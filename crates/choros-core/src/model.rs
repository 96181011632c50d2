use std::fmt;
use std::num::ParseIntError;
use std::str::FromStr;

use serde::de::{self, Deserializer, Unexpected, Visitor};
use serde::{Deserialize, Serialize};

use crate::Result;

/// A county FIPS code, the join key between the topology and the education
/// dataset. Accepts a JSON number or a numeric string on input (`6001` and
/// `"06001"` both parse to 6001); displays unpadded, matching the ids the
/// datasets carry.
#[derive(Debug, Clone, Copy, PartialEq, Eq, Hash, PartialOrd, Ord, Serialize)]
#[serde(transparent)]
pub struct FipsCode(pub u32);

impl fmt::Display for FipsCode {
    fn fmt(&self, f: &mut fmt::Formatter<'_>) -> fmt::Result {
        write!(f, "{}", self.0)
    }
}

impl From<u32> for FipsCode {
    fn from(value: u32) -> Self {
        FipsCode(value)
    }
}

impl FromStr for FipsCode {
    type Err = ParseIntError;

    fn from_str(s: &str) -> std::result::Result<Self, Self::Err> {
        s.trim().parse::<u32>().map(FipsCode)
    }
}

impl<'de> Deserialize<'de> for FipsCode {
    fn deserialize<D>(deserializer: D) -> std::result::Result<Self, D::Error>
    where
        D: Deserializer<'de>,
    {
        struct FipsVisitor;

        impl Visitor<'_> for FipsVisitor {
            type Value = FipsCode;

            fn expecting(&self, f: &mut fmt::Formatter<'_>) -> fmt::Result {
                f.write_str("a fips code as a number or a numeric string")
            }

            fn visit_u64<E: de::Error>(self, v: u64) -> std::result::Result<FipsCode, E> {
                u32::try_from(v)
                    .map(FipsCode)
                    .map_err(|_| E::invalid_value(Unexpected::Unsigned(v), &self))
            }

            fn visit_i64<E: de::Error>(self, v: i64) -> std::result::Result<FipsCode, E> {
                u32::try_from(v)
                    .map(FipsCode)
                    .map_err(|_| E::invalid_value(Unexpected::Signed(v), &self))
            }

            fn visit_str<E: de::Error>(self, v: &str) -> std::result::Result<FipsCode, E> {
                v.trim()
                    .parse::<u32>()
                    .map(FipsCode)
                    .map_err(|_| E::invalid_value(Unexpected::Str(v), &self))
            }
        }

        deserializer.deserialize_any(FipsVisitor)
    }
}

/// One row of the education dataset.
///
/// `bachelorsOrHigher` arrives as a number in the production dataset, but a
/// numeric string is accepted too; anything non-numeric or non-finite is
/// rejected at load time so no NaN reaches the scale.
#[derive(Debug, Clone, PartialEq, Deserialize, Serialize)]
pub struct EducationRecord {
    pub fips: FipsCode,
    pub state: String,
    pub area_name: String,
    #[serde(rename = "bachelorsOrHigher", deserialize_with = "finite_number")]
    pub bachelors_or_higher: f64,
}

/// Parses the education dataset from raw JSON bytes.
pub fn parse_education(bytes: &[u8]) -> Result<Vec<EducationRecord>> {
    Ok(serde_json::from_slice(bytes)?)
}

fn finite_number<'de, D>(deserializer: D) -> std::result::Result<f64, D::Error>
where
    D: Deserializer<'de>,
{
    struct FiniteVisitor;

    impl Visitor<'_> for FiniteVisitor {
        type Value = f64;

        fn expecting(&self, f: &mut fmt::Formatter<'_>) -> fmt::Result {
            f.write_str("a finite number or a numeric string")
        }

        fn visit_f64<E: de::Error>(self, v: f64) -> std::result::Result<f64, E> {
            if v.is_finite() {
                Ok(v)
            } else {
                Err(E::invalid_value(Unexpected::Float(v), &self))
            }
        }

        fn visit_u64<E: de::Error>(self, v: u64) -> std::result::Result<f64, E> {
            Ok(v as f64)
        }

        fn visit_i64<E: de::Error>(self, v: i64) -> std::result::Result<f64, E> {
            Ok(v as f64)
        }

        fn visit_str<E: de::Error>(self, v: &str) -> std::result::Result<f64, E> {
            match v.trim().parse::<f64>() {
                Ok(parsed) if parsed.is_finite() => Ok(parsed),
                _ => Err(E::invalid_value(Unexpected::Str(v), &self)),
            }
        }
    }

    deserializer.deserialize_any(FiniteVisitor)
}

/// A county joined with its statistic. Immutable once joined; rendering and
/// interaction read values from here, never back out of emitted markup.
#[derive(Debug, Clone, Serialize)]
pub struct County {
    pub fips: FipsCode,
    pub state: String,
    pub name: String,
    #[serde(rename = "bachelorsOrHigher")]
    pub education: f64,
    #[serde(skip)]
    pub geometry: geo_types::Geometry<f64>,
}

**WHAT THE EXERCISE ASKS**
Wherever a line in the records contains the word "FiniteVisitor", copy that line.

**SOLUTION TO THE EXERCISE**
    struct FiniteVisitor;
    impl Visitor<'_> for FiniteVisitor {
    deserializer.deserialize_any(FiniteVisitor)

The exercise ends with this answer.